Historic building and UNESCO World Heritage Site in Lille, France

The Hôtel de Ville (/fr/, City Hall) is a municipal building in Lille, France. Built between 1924 and 1932 in Art Deco style of Flemish neo-Renaissance inspiration, it was designated a Monument historique by the French Government in May 2002. Its belfry is a UNESCO World Heritage Site, inscribed in 2005 along with many other Belfries of Belgium and France in recognition of its architecture and importance in the history of municipal power in Europe. The latter should not be confused with the belfry of Lille's Chamber of Commerce, also emblematic of the city.

The Town Hall is located on the Place Roger Salengro, next to the Porte de Paris, in the eastern part of the city centre. This site is served by the Mairie de Lille metro station on line 2 of the Lille Metro.

==History==
At the beginning of the 20th century, Lille's Town Hall was located on the Place Rihour. It had been built by the architect Charles Benvignat between 1847 and 1859, on the site of the Palais Rihour, the former residence of the Dukes of Burgundy. This first Town Hall having been destroyed by an accidental fire in 1916, the question of the construction of a new one at the end of the First World War arose in the broader context of the town's reconstruction.

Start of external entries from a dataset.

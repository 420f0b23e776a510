//! Unit tests for kind resolution

use vap_engine::target_kinds;

use super::common::*;

#[test]
fn test_kinds_for_mixed_rules() {
    let policy = PolicyBuilder::new("p")
        .with_rule(&[""], &["v1"], &["pods", "pods/status"])
        .with_rule(&["apps"], &["v1"], &["deployments", "deployments/scale"])
        .build();

    assert_eq!(
        target_kinds(&policy),
        vec![
            "v1/Pod",
            "v1/Pod/status",
            "apps/v1/Deployment",
            "apps/v1/Deployment/scale",
        ]
    );
}

#[test]
fn test_kinds_without_rules() {
    let policy = PolicyBuilder::new("p").build();
    assert!(target_kinds(&policy).is_empty());

    let policy = PolicyBuilder::new("p").without_match_constraints().build();
    assert!(target_kinds(&policy).is_empty());
}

The new socialist municipality led by Gustave Delory decided not to rebuild the destroyed building, but to erect a new one, as a symbol of a new era for the city. A competition for ideas to develop the city was launched in 1920 and the construction of the new Town Hall was finally entrusted to the architect Émile Dubuisson.

The site, chosen in favour of the downgrading of the military fortifications pronounced in 1919, was located on the Square Ruault, in the working class district of Saint-Sauveur, then out of the way and particularly marked by the industrial habitat of the 19th century. Dubuisson's project provided for a complete overhaul of the district, which was dilapidated and unhealthy, and in particular the drilling of new paths of Haussmann-esque inspiration. The building site, started in 1924, continued under the mandate of Roger Salengro, mayor of Lille from 1925, who decided to add a belfry. The construction of the belfry, the first reinforced concrete building over 100 meters high in France, was built in two stages, from 1929 to 1931. It ended in 1932 with its inauguration.

During the Second World War, the French Forces of the Interior seized the town hall and chamber of commerce, both of which had been used as German headquarters during their occupation, on 2 September 1944. The liberation of the town was then completed with the support of troops of the British Second Army, commanded by Lieutenant General Miles Dempsey, on 3 September 1944. Queen Elizabeth II visited the Town Hall and received full civic honours on 11 April 1957.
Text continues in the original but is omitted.